Doing that may help to bring back my creativity but it also didn’t do much good. I should have workout my creative muscle, even if I didn’t feel much like writing or didn’t trust my words.

However, in this Writer’s Log, I learned that writing is just like any other muscle we try to workout on, and I should treat it that way. So I started showing up for my work and try to workout that creative muscle I’ve neglected for far too long, every day.

I may not publish a book until I’m 50 (which isn’t that far away, hehe), but I am sure that if I will keep this up and keep working out this writing muscle I may publish soon enough.

“Exercise the writing muscle every day, even if it is only a letter, notes, a title list, a character sketch, a journal entry. Writers are like dancers, like athletes. Without that exercise, the muscles seize up.” ― Jane Yolen

So how to workout that creative muscle?

Show up for yourself

As I said in my previous post: How To Show Up For Yourself, just by showing up will do more wonder than thinking or beating yourself up for it. I started showing up for my work. I opened my laptop and stared at the words (which I hated to the bone) and then I stared some more and after half an hour of not feeling it and not writing a single word, I closed my laptop until the next day and the day after that. Sooner or later words came out (good and bad, but they came out) and soon enough I started to love what was coming out and my creative muscle grew a bit 😉

Have a realistic plan

I used to plan my writing day, even when I had a busy and extremely exhausting day with my mom and from doing things around the house, which only led me to feel more disappointed and more aggravated about the entire thing.

But I’m the real blame here, I should have never plan to write 10K, 5K or even 1K in days like yesterday or days like we used to have. In days like these, all I need to plan is how I will rest, eat and heal myself (body and soul) but not write. Now for some writing can be a great escape of life so they can write even when life is stressful but for me it’s just like any other muscle in your body, if you overstress the entire body nothing will work right and more so my writing will be just shit (sorry for the language, hehe).

So having a realistic view of your life and a realistic plan of your writing day/hour is very important and will help you a lot out on exercising that writing muscle.

Nourish your creativity

Like on any workout you need to nourish your body so you can actually do that workout. Creativity is the same. You need to nourish your mind in order to make your creativity flow. All you need to do is what makes you relax and fill up that creativity well.

For me, what works is Reading, blogging, decluttering and organizing my desk, drawing, planning, looking at some pictures, and just walking around.
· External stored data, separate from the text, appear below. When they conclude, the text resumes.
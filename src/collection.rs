use crate::shape::{Shape, ShapeId, ShapeType};

/// Ordered set of shapes.
///
/// Insertion order is both the paint order (later shapes on top) and the
/// hit-test scan order (earlier shapes win).
#[derive(Debug, Default)]
pub struct ShapeCollection {
    shapes: Vec<ShapeType>,
}

impl ShapeCollection {
    pub fn new() -> Self {
        Self { shapes: Vec::new() }
    }

    /// Appends a shape and returns its id
    pub fn push(&mut self, shape: ShapeType) -> ShapeId {
        let id = shape.id();
        self.shapes.push(shape);
        id
    }

    pub fn len(&self) -> usize {
        self.shapes.len()
    }

    pub fn is_empty(&self) -> bool {
        self.shapes.is_empty()
    }

    pub fn shapes(&self) -> &[ShapeType] {
        &self.shapes
    }

    pub fn iter(&self) -> impl Iterator<Item = &ShapeType> {
        self.shapes.iter()
    }

    pub fn iter_mut(&mut self) -> impl Iterator<Item = &mut ShapeType> {
        self.shapes.iter_mut()
    }

    pub fn get(&self, id: ShapeId) -> Option<&ShapeType> {
        self.shapes.iter().find(|shape| shape.id() == id)
    }

    pub fn get_mut(&mut self, id: ShapeId) -> Option<&mut ShapeType> {
        self.shapes.iter_mut().find(|shape| shape.id() == id)
    }

    pub fn selected(&self) -> impl Iterator<Item = &ShapeType> {
        self.shapes.iter().filter(|shape| shape.is_selected())
    }

    pub fn selected_mut(&mut self) -> impl Iterator<Item = &mut ShapeType> {
        self.shapes.iter_mut().filter(|shape| shape.is_selected())
    }

    pub fn selected_count(&self) -> usize {
        self.selected().count()
    }

    pub fn clear_selection(&mut self) {
        for shape in &mut self.shapes {
            shape.deselect();
        }
    }

    /// Removes every shape whose id is listed, returning the removed shapes
    /// in collection order
    pub fn remove_ids(&mut self, ids: &[ShapeId]) -> Vec<ShapeType> {
        let (removed, kept): (Vec<ShapeType>, Vec<ShapeType>) = std::mem::take(&mut self.shapes)
            .into_iter()
            .partition(|shape| ids.contains(&shape.id()));
        self.shapes = kept;
        removed
    }

    /// Removes all selected shapes.
    ///
    /// The ids are collected first and removed afterwards, so the scan never
    /// runs over a sequence that is being mutated.
    pub fn remove_selected(&mut self) -> Vec<ShapeType> {
        let ids: Vec<ShapeId> = self.selected().map(|shape| shape.id()).collect();
        if ids.is_empty() {
            return Vec::new();
        }
        self.remove_ids(&ids)
    }
}
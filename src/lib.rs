#![warn(clippy::all, rust_2018_idioms)]

pub mod app;
pub mod collection;
pub mod color;
pub mod config;
pub mod error;
pub mod geometry;
pub mod input;
pub mod panels;
pub mod renderer;
pub mod shape;
pub mod state;

pub use app::ShapeEditorApp;
pub use collection::ShapeCollection;
pub use color::ShapeColor;
pub use config::EditorConfig;
pub use error::{EditorError, EditorResult};
pub use geometry::Position;
pub use input::{InputEvent, Key};
pub use renderer::{PainterSurface, Renderer, Surface};
pub use shape::{Shape, ShapeId, ShapeKind, ShapeType};
pub use state::{EditorContext, KeyOutcome, Mode, PointerOutcome};
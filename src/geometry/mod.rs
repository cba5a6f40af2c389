//! Geometry kernel: positions, distances, centroids and pivot scaling.
//!
//! Everything here works in `f64` canvas coordinates. Conversion to egui's
//! `f32` types only happens at the render boundary.

pub mod hit_testing;
pub mod scaling;

use std::ops::{Add, AddAssign, Mul, Sub};

use crate::error::{EditorError, EditorResult};

pub use hit_testing::{point_in_circle, point_in_ellipse};
pub use scaling::{scale_about_centroid, scale_point_about_center};

/// A point (or offset) on the canvas
#[derive(Debug, Clone, Copy, PartialEq, Default)]
pub struct Position {
    pub x: f64,
    pub y: f64,
}

impl Position {
    pub const ZERO: Self = Self { x: 0.0, y: 0.0 };

    pub const fn new(x: f64, y: f64) -> Self {
        Self { x, y }
    }

    pub fn is_finite(&self) -> bool {
        self.x.is_finite() && self.y.is_finite()
    }

    /// Length of this position taken as a vector from the origin
    pub fn length(&self) -> f64 {
        self.x.hypot(self.y)
    }

    pub fn to_pos2(self) -> egui::Pos2 {
        egui::pos2(self.x as f32, self.y as f32)
    }
}

impl From<(f64, f64)> for Position {
    fn from((x, y): (f64, f64)) -> Self {
        Self { x, y }
    }
}

impl From<egui::Pos2> for Position {
    fn from(pos: egui::Pos2) -> Self {
        Self::new(f64::from(pos.x), f64::from(pos.y))
    }
}

impl Add for Position {
    type Output = Position;

    fn add(self, rhs: Position) -> Position {
        Position::new(self.x + rhs.x, self.y + rhs.y)
    }
}

impl AddAssign for Position {
    fn add_assign(&mut self, rhs: Position) {
        self.x += rhs.x;
        self.y += rhs.y;
    }
}

impl Sub for Position {
    type Output = Position;

    fn sub(self, rhs: Position) -> Position {
        Position::new(self.x - rhs.x, self.y - rhs.y)
    }
}

impl Mul<f64> for Position {
    type Output = Position;

    fn mul(self, factor: f64) -> Position {
        Position::new(self.x * factor, self.y * factor)
    }
}

/// Euclidean distance between two positions
pub fn distance(a: Position, b: Position) -> f64 {
    (b - a).length()
}

/// Arithmetic mean of a non-empty set of positions
pub fn centroid(points: &[Position]) -> EditorResult<Position> {
    if points.is_empty() {
        return Err(EditorError::InvalidGeometry(
            "centroid of an empty point set".to_string(),
        ));
    }

    let sum = points
        .iter()
        .fold(Position::ZERO, |acc, point| acc + *point);
    Ok(sum * (1.0 / points.len() as f64))
}

#[cfg(test)]
mod tests {
    use super::*;

    #[test]
    fn test_distance() {
        let a = Position::new(0.0, 0.0);
        let b = Position::new(3.0, 4.0);
        assert_eq!(distance(a, b), 5.0);
        assert_eq!(distance(b, a), 5.0);
        assert_eq!(distance(a, a), 0.0);
    }

    #[test]
    fn test_centroid_of_square() {
        let points = [
            Position::new(3.0, 3.0),
            Position::new(1.0, 3.0),
            Position::new(1.0, 1.0),
            Position::new(3.0, 1.0),
        ];
        assert_eq!(centroid(&points).unwrap(), Position::new(2.0, 2.0));
    }

    #[test]
    fn test_centroid_single_point() {
        let point = Position::new(-7.5, 12.0);
        assert_eq!(centroid(&[point]).unwrap(), point);
    }

    #[test]
    fn test_centroid_empty_is_invalid_geometry() {
        let result = centroid(&[]);
        assert!(matches!(result, Err(EditorError::InvalidGeometry(_))));
    }

    #[test]
    fn test_egui_conversion() {
        let pos = Position::from(egui::pos2(10.5, -2.0));
        assert_eq!(pos, Position::new(10.5, -2.0));
        assert_eq!(pos.to_pos2(), egui::pos2(10.5, -2.0));
    }
}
Enjoy that workout, make it fun 😉

By doing all these little things that each helps a lot, your creative well will feel up again and you will be ready to do some creative writing.

What works great for me is doing some writing sprints by myself or with others, journaling, free writing, doing some cool challenges (like I’m about to do over on my Patreon, go check it out). Doing things that will bring the fun back to my writing process and fill that creative well for a long while.

All these little things help so much with exercising that writing/creative muscle so much but I think the most important and will keep saying it as that is my new lesson this year, lol and that is: Show up for yourself and for your work – never give up.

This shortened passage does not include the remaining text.